Exercise aim: Reproduce all entries precisely as they are written.

[[ Source data, beginning ]]

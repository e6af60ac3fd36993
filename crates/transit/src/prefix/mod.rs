//! Name lookup by exact key or key prefix.

pub mod index;
mod node;

pub use index::PrefixIndex;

[[ Source data, end ]]

Written solution:
repository e6af60ac3fd36993
filename crates/transit/src/prefix/mod.rs
//! Name lookup by exact key or key prefix.

pub mod index;
mod node;

pub use index::PrefixIndex;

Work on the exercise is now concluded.